Section 2.2. Stockholder Votes and Consents Generally; Proxy.
(a) Each Class B Holder shall take all Necessary Action to vote (or cause to be voted), or to provide written consent (or cause to be provided a written consent) in respect of, all Corporation Shares over which such Class B Holder has voting control in the manner specified by HLAI from time to time. The agreement set forth in the prior sentence is specifically intended to last for the duration of this Agreement.

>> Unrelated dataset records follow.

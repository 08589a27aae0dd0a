//! Fire-and-forget background tasks.
//!
//! Derived state (weights, trust, item aggregates) is recomputed off the
//! request path. A [`TaskSpawner`] accepts a named future and runs it at most
//! once, with no retry. Errors are logged at `warn`; panics are caught and
//! logged at `error` as internal faults. Neither reaches the caller that
//! submitted the task.

use std::any::Any;
use std::panic::AssertUnwindSafe;
use std::sync::Arc;
use std::sync::atomic::{AtomicU64, Ordering};

use futures::FutureExt;
use futures::future::BoxFuture;
use serde::Serialize;
use tokio::runtime::Handle;
use tokio_util::task::TaskTracker;
use tracing::{debug, error, warn};

use crate::error::{EngineError, EngineResult};

/// A unit of background work.
pub type Task = BoxFuture<'static, EngineResult<()>>;

/// Capability to run background tasks.
pub trait TaskSpawner: Send + Sync {
    /// Submit a task. Returns immediately; the task is never awaited by the caller.
    fn spawn(&self, name: &'static str, task: Task);
}

/// Outcome counters of a dispatcher.
#[derive(Debug, Clone, Copy, Default, PartialEq, Eq, Serialize)]
pub struct DispatchStats {
    /// Tasks submitted.
    pub spawned: u64,
    /// Tasks that returned `Ok`.
    pub succeeded: u64,
    /// Tasks that returned `Err`.
    pub failed: u64,
    /// Tasks that panicked.
    pub panicked: u64,
}

impl DispatchStats {
    /// Tasks submitted but not yet finished.
    #[must_use]
    pub const fn in_flight(&self) -> u64 {
        self.spawned
            .saturating_sub(self.succeeded + self.failed + self.panicked)
    }
}

#[derive(Debug, Default)]
struct Counters {
    spawned: AtomicU64,
    succeeded: AtomicU64,
    failed: AtomicU64,
    panicked: AtomicU64,
}

/// [`TaskSpawner`] backed by a tokio runtime.
#[derive(Debug, Clone)]
pub struct TokioDispatcher {
    handle: Handle,
    tracker: TaskTracker,
    counters: Arc<Counters>,
}

impl TokioDispatcher {
    /// Dispatch onto the given runtime.
    #[must_use]
    pub fn new(handle: Handle) -> Self {
        let tracker = TaskTracker::new();
        // Closing only arms `wait`; spawning stays possible.
        tracker.close();
        Self {
            handle,
            tracker,
            counters: Arc::new(Counters::default()),
        }
    }

    /// Dispatch onto the runtime of the calling context.
    pub fn try_current() -> EngineResult<Self> {
        Handle::try_current()
            .map(Self::new)
            .map_err(|e| EngineError::InternalFault(format!("no tokio runtime: {e}")))
    }

    /// Snapshot of the outcome counters.
    #[must_use]
    pub fn stats(&self) -> DispatchStats {
        DispatchStats {
            spawned: self.counters.spawned.load(Ordering::SeqCst),
            succeeded: self.counters.succeeded.load(Ordering::SeqCst),
            failed: self.counters.failed.load(Ordering::SeqCst),
            panicked: self.counters.panicked.load(Ordering::SeqCst),
        }
    }

    /// Wait until every task spawned so far has finished.
    pub async fn wait_idle(&self) {
        self.tracker.wait().await;
    }
}

impl TaskSpawner for TokioDispatcher {
    fn spawn(&self, name: &'static str, task: Task) {
        self.counters.spawned.fetch_add(1, Ordering::SeqCst);
        let counters = Arc::clone(&self.counters);

        let guarded = async move {
            match AssertUnwindSafe(task).catch_unwind().await {
                Ok(Ok(())) => {
                    counters.succeeded.fetch_add(1, Ordering::SeqCst);
                    debug!(task = name, "Background task completed");
                }
                Ok(Err(err)) => {
                    counters.failed.fetch_add(1, Ordering::SeqCst);
                    warn!(task = name, error = %err, "Background task failed");
                }
                Err(payload) => {
                    counters.panicked.fetch_add(1, Ordering::SeqCst);
                    let fault = EngineError::InternalFault(panic_message(payload.as_ref()));
                    error!(task = name, error = %fault, "Background task panicked");
                }
            }
        };
        self.tracker.spawn_on(guarded, &self.handle);
    }
}

fn panic_message(payload: &(dyn Any + Send)) -> String {
    if let Some(s) = payload.downcast_ref::<&str>() {
        (*s).to_string()
    } else if let Some(s) = payload.downcast_ref::<String>() {
        s.clone()
    } else {
        "non-string panic payload".to_string()
    }
}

(b) To facilitate performance of the parties’ obligations under this ARTICLE II, each Class B Holder hereby irrevocably grants to and appoints HLAI that Class B Holder’s proxy and attorney-in-fact (with full power of substitution), for and in the name, place and stead of that Class B Holder, to vote or act by written consent with respect to such Class B Holder’s Corporation Shares, and to grant (or cause to be granted) a consent, proxy or approval in respect of those Corporation Shares, in the event that such Class B Holder fails at any time to vote or act by written consent with respect to any of its Corporation Shares in the manner agreed by such Class B Holder in this Agreement, in each case in accordance with such Class B Holder’s agreements contained in this Agreement. Each Class B Holder hereby affirms that the proxy set forth in this Section 2.2(b) is irrevocable, coupled with an interest, intended to be valid for the full term of this Agreement (or, if earlier, until the last date permitted by applicable law), and given to secure the performance of the obligations of such Class B Holder under this Agreement. Such Class B Holder further acknowledges and agrees that such proxy and power of attorney shall constitute a durable power of attorney, that such proxy and power of attorney is intended to and shall attach to and run with all such Class B Holder’s Corporation Shares; and that any direct or indirect sale, pledge, hypothecation, gift, bequest, transfer or other disposition (whether by merger, consolidation, operation of law or otherwise) shall be binding upon any such transferee (and shall not become effective unless so binding). For the avoidance of doubt, except as expressly contemplated by this Section 2.2(b), no Class B Holder has granted a proxy to any Person to exercise the rights of such Class B Holder under this Agreement or any other agreement to which such Class B Holder is a party.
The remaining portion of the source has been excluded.